* [Supplied material]
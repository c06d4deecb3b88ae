//! Repository layer.
//!
//! Each repository is a zero-sized struct providing async CRUD methods
//! that accept `&PgPool` as the first argument.

pub mod game_repo;

pub use game_repo::GameRepo;
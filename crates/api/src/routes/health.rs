use axum::extract::State;
use axum::{routing::get, Json, Router};
use serde::Serialize;

use crate::state::AppState;

/// Health check response payload.
#[derive(Serialize)]
pub struct HealthResponse {
    /// Overall service status.
    pub status: &'static str,
    /// Crate version from Cargo.toml.
    pub version: &'static str,
    /// Whether the game store is reachable.
    pub db_healthy: bool,
}

/// GET /health -- returns service and store health.
async fn health_check(State(state): State<AppState>) -> Json<HealthResponse> {
    let db_healthy = match state.store.ping().await {
        Ok(()) => true,
        Err(e) => {
            tracing::warn!(error = %e, "Store health check failed");
            false
        }
    };

    let status = if db_healthy { "ok" } else { "degraded" };

    Json(HealthResponse {
        status,
        version: env!("CARGO_PKG_VERSION"),
        db_healthy,
    })
}

/// Mount health check routes (intended for root-level, NOT under `/api`).
pub fn router() -> Router<AppState> {
    Router::new().route("/health", get(health_check))
}
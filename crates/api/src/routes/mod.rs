pub mod games;
pub mod health;

use axum::Router;

use crate::state::AppState;

/// Build the `/api` route tree.
///
/// Route hierarchy:
///
/// ```text
/// /games                      list (?genre=&plateforme=), create
/// /games/stats                collection statistics
/// /games/export               full listing as a JSON attachment
/// /games/{id}                 get, update, delete
/// /games/{id}/favorite        mark as favorite (POST)
/// ```
pub fn api_routes() -> Router<AppState> {
    Router::new().nest("/games", games::router())
}
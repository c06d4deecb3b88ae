//! Persistence for the game collection.
//!
//! [`store::GameStore`] is the interface handlers talk to. It has a
//! PostgreSQL implementation built on [`repositories::GameRepo`] and an
//! in-memory one for development and tests.

use sqlx::postgres::PgPoolOptions;

pub mod models;
pub mod repositories;
pub mod store;

pub type DbPool = sqlx::PgPool;

/// Create a connection pool from a database URL.
pub async fn create_pool(database_url: &str) -> Result<DbPool, sqlx::Error> {
    PgPoolOptions::new()
        .max_connections(20)
        .connect(database_url)
        .await
}

/// Verify the database answers a trivial query.
pub async fn health_check(pool: &DbPool) -> Result<(), sqlx::Error> {
    sqlx::query("SELECT 1").execute(pool).await?;
    Ok(())
}

/// Apply the embedded migrations in `crates/db/migrations`.
pub async fn run_migrations(pool: &DbPool) -> Result<(), sqlx::migrate::MigrateError> {
    sqlx::migrate!("./migrations").run(pool).await
}
use std::collections::BTreeMap;

use async_trait::async_trait;
use chrono::{Duration, Utc};
use ludotheque_core::filter::GameFilter;
use ludotheque_core::game::{Game, GameChanges, NewGame};
use ludotheque_core::types::DbId;
use tokio::sync::RwLock;

use super::{GameStore, StoreError};

/// [`GameStore`] kept in process memory. Contents are lost on exit.
#[derive(Default)]
pub struct MemoryGameStore {
    inner: RwLock<MemoryState>,
}

#[derive(Default)]
struct MemoryState {
    last_id: DbId,
    games: BTreeMap<DbId, Game>,
}

impl MemoryGameStore {
    pub fn new() -> Self {
        Self::default()
    }
}

#[async_trait]
impl GameStore for MemoryGameStore {
    async fn create(&self, game: NewGame) -> Result<Game, StoreError> {
        let mut state = self.inner.write().await;
        state.last_id += 1;
        let game = game.with_id(state.last_id);
        state.games.insert(game.id, game.clone());
        Ok(game)
    }

    async fn find_all(&self, filter: &GameFilter) -> Result<Vec<Game>, StoreError> {
        let state = self.inner.read().await;
        Ok(state
            .games
            .values()
            .filter(|game| filter.matches(game))
            .cloned()
            .collect())
    }

    async fn find_by_id(&self, id: DbId) -> Result<Option<Game>, StoreError> {
        Ok(self.inner.read().await.games.get(&id).cloned())
    }

    async fn update(&self, id: DbId, changes: &GameChanges) -> Result<Option<Game>, StoreError> {
        let mut state = self.inner.write().await;
        let Some(game) = state.games.get_mut(&id) else {
            return Ok(None);
        };

        changes.apply_to(game);
        let floor = game.date_modification + Duration::microseconds(1);
        game.date_modification = Utc::now().max(floor);

        Ok(Some(game.clone()))
    }

    async fn delete(&self, id: DbId) -> Result<bool, StoreError> {
        Ok(self.inner.write().await.games.remove(&id).is_some())
    }

    async fn ping(&self) -> Result<(), StoreError> {
        Ok(())
    }
}

#[cfg(test)]
mod tests {
    use super::*;
    use ludotheque_core::game::{build_game_changes, normalize_game};
    use serde_json::json;

    async fn seed(store: &MemoryGameStore, payload: serde_json::Value) -> Game {
        store
            .create(normalize_game(&payload, Utc::now()))
            .await
            .unwrap()
    }

    #[tokio::test]
    async fn create_assigns_sequential_ids() {
        let store = MemoryGameStore::new();
        let a = seed(&store, json!({"titre": "A"})).await;
        let b = seed(&store, json!({"titre": "B"})).await;

        assert_eq!(a.id, 1);
        assert_eq!(b.id, 2);
        assert_eq!(store.find_by_id(2).await.unwrap(), Some(b));
    }

    #[tokio::test]
    async fn find_all_applies_filter_in_id_order() {
        let store = MemoryGameStore::new();
        seed(&store, json!({"titre": "A", "genre": "RPG", "plateforme": "PC"})).await;
        seed(&store, json!({"titre": "B", "genre": "Action", "plateforme": "Switch"})).await;
        seed(&store, json!({"titre": "C", "genre": "Action", "plateforme": "PC"})).await;

        let filter = GameFilter::from_query_pairs([("genre", "RPG,Action"), ("plateforme", "PC")]);
        let titles: Vec<String> = store
            .find_all(&filter)
            .await
            .unwrap()
            .into_iter()
            .map(|g| g.titre)
            .collect();

        assert_eq!(titles, vec!["A", "C"]);
        assert_eq!(store.find_all(&GameFilter::default()).await.unwrap().len(), 3);
    }

    #[tokio::test]
    async fn update_keeps_creation_time_and_advances_modification_time() {
        let store = MemoryGameStore::new();
        let created = seed(&store, json!({"titre": "Old", "genre": "RPG"})).await;

        let changes = build_game_changes(&json!({
            "titre": "New",
            "favoris": true,
            "date_ajout": "2000-01-01T00:00:00Z"
        }))
        .unwrap();
        let first = store.update(created.id, &changes).await.unwrap().unwrap();
        let second = store.update(created.id, &changes).await.unwrap().unwrap();

        assert_eq!(first.titre, "New");
        assert!(first.favoris);
        assert_eq!(first.genre, vec!["RPG"]);
        assert_eq!(first.date_ajout, created.date_ajout);
        assert_eq!(second.date_ajout, created.date_ajout);
        assert!(first.date_modification > created.date_modification);
        assert!(second.date_modification > first.date_modification);
    }

    #[tokio::test]
    async fn update_and_delete_of_missing_id() {
        let store = MemoryGameStore::new();
        assert_eq!(store.update(9, &GameChanges::favorite()).await.unwrap(), None);
        assert!(!store.delete(9).await.unwrap());
    }

    #[tokio::test]
    async fn delete_removes_record() {
        let store = MemoryGameStore::new();
        let game = seed(&store, json!({"titre": "Gone"})).await;

        assert!(store.delete(game.id).await.unwrap());
        assert_eq!(store.find_by_id(game.id).await.unwrap(), None);
    }
}
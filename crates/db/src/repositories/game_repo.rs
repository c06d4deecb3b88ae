//! Repository for the `games` table.

use ludotheque_core::filter::GameFilter;
use ludotheque_core::game::{GameChanges, NewGame};
use ludotheque_core::types::DbId;
use sqlx::PgPool;

use crate::models::game::GameRow;

/// Column list for `games` queries.
const COLUMNS: &str = "\
    id, titre, genre, plateforme, editeur, developpeur, \
    annee_sortie, metacritic_score, temps_jeu_heures, \
    termine, favoris, date_ajout, date_modification";

/// Provides data access for games.
pub struct GameRepo;

impl GameRepo {
    /// Insert a normalized game, returning the stored row.
    pub async fn create(pool: &PgPool, game: &NewGame) -> Result<GameRow, sqlx::Error> {
        let query = format!(
            "INSERT INTO games \
                 (titre, genre, plateforme, editeur, developpeur, \
                  annee_sortie, metacritic_score, temps_jeu_heures, \
                  termine, favoris, date_ajout, date_modification) \
             VALUES ($1, $2, $3, $4, $5, $6, $7, $8, $9, $10, $11, $12) \
             RETURNING {COLUMNS}"
        );
        sqlx::query_as::<_, GameRow>(&query)
            .bind(&game.titre)
            .bind(&game.genre)
            .bind(&game.plateforme)
            .bind(&game.editeur)
            .bind(&game.developpeur)
            .bind(game.annee_sortie)
            .bind(game.metacritic_score)
            .bind(game.temps_jeu_heures)
            .bind(game.termine)
            .bind(game.favoris)
            .bind(game.date_ajout)
            .bind(game.date_modification)
            .fetch_one(pool)
            .await
    }

    /// List games matching `filter`, oldest first.
    ///
    /// Each constrained list column must overlap the wanted values.
    pub async fn list(pool: &PgPool, filter: &GameFilter) -> Result<Vec<GameRow>, sqlx::Error> {
        let query = format!(
            "SELECT {COLUMNS} FROM games \
             WHERE ($1::text[] IS NULL OR genre && $1::text[]) \
               AND ($2::text[] IS NULL OR plateforme && $2::text[]) \
             ORDER BY id"
        );
        sqlx::query_as::<_, GameRow>(&query)
            .bind(&filter.genre)
            .bind(&filter.plateforme)
            .fetch_all(pool)
            .await
    }

    /// Find a game by its ID.
    pub async fn find_by_id(pool: &PgPool, id: DbId) -> Result<Option<GameRow>, sqlx::Error> {
        let query = format!("SELECT {COLUMNS} FROM games WHERE id = $1");
        sqlx::query_as::<_, GameRow>(&query)
            .bind(id)
            .fetch_optional(pool)
            .await
    }

    /// Merge `changes` into a game and stamp `date_modification`.
    ///
    /// Uses `COALESCE` for non-nullable columns and a flag per nullable
    /// column so an explicit clear differs from "unchanged". The new
    /// modification time is always strictly later than the previous one.
    /// `date_ajout` is never written.
    pub async fn update(
        pool: &PgPool,
        id: DbId,
        changes: &GameChanges,
    ) -> Result<Option<GameRow>, sqlx::Error> {
        let query = format!(
            "UPDATE games SET \
                 titre = COALESCE($2, titre), \
                 genre = COALESCE($3, genre), \
                 plateforme = COALESCE($4, plateforme), \
                 editeur = COALESCE($5, editeur), \
                 developpeur = COALESCE($6, developpeur), \
                 annee_sortie = CASE WHEN $7 THEN $8 ELSE annee_sortie END, \
                 metacritic_score = CASE WHEN $9 THEN $10 ELSE metacritic_score END, \
                 temps_jeu_heures = CASE WHEN $11 THEN $12 ELSE temps_jeu_heures END, \
                 termine = COALESCE($13, termine), \
                 favoris = COALESCE($14, favoris), \
                 date_modification = GREATEST( \
                     clock_timestamp(), \
                     date_modification + INTERVAL '1 microsecond' \
                 ) \
             WHERE id = $1 \
             RETURNING {COLUMNS}"
        );
        sqlx::query_as::<_, GameRow>(&query)
            .bind(id)
            .bind(&changes.titre)
            .bind(&changes.genre)
            .bind(&changes.plateforme)
            .bind(&changes.editeur)
            .bind(&changes.developpeur)
            .bind(changes.annee_sortie.is_some())
            .bind(changes.annee_sortie.flatten())
            .bind(changes.metacritic_score.is_some())
            .bind(changes.metacritic_score.flatten())
            .bind(changes.temps_jeu_heures.is_some())
            .bind(changes.temps_jeu_heures.flatten())
            .bind(changes.termine)
            .bind(changes.favoris)
            .fetch_optional(pool)
            .await
    }

    /// Delete a game by ID.
    ///
    /// Returns `true` if a row was deleted.
    pub async fn delete(pool: &PgPool, id: DbId) -> Result<bool, sqlx::Error> {
        let result = sqlx::query("DELETE FROM games WHERE id = $1")
            .bind(id)
            .execute(pool)
            .await?;
        Ok(result.rows_affected() > 0)
    }
}
//! Domain logic for the game collection service.
//!
//! Everything in this crate is pure: it turns loosely-typed JSON input into
//! typed game records, builds listing filters and computes collection
//! statistics. Storage and HTTP live in `ludotheque-db` and `ludotheque-api`.

pub mod coerce;
pub mod error;
pub mod filter;
pub mod game;
pub mod stats;
pub mod types;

* [Work to be completed] Working down from the line that contains "Ok(result.rows_affected() > 0)", retype each line exactly through the last line of the data, and give nothing else.

* [Result of this task]
        Ok(result.rows_affected() > 0)
    }
}
//! Domain logic for the game collection service.
//!
//! Everything in this crate is pure: it turns loosely-typed JSON input into
//! typed game records, builds listing filters and computes collection
//! statistics. Storage and HTTP live in `ludotheque-db` and `ludotheque-api`.

pub mod coerce;
pub mod error;
pub mod filter;
pub mod game;
pub mod stats;
pub mod types;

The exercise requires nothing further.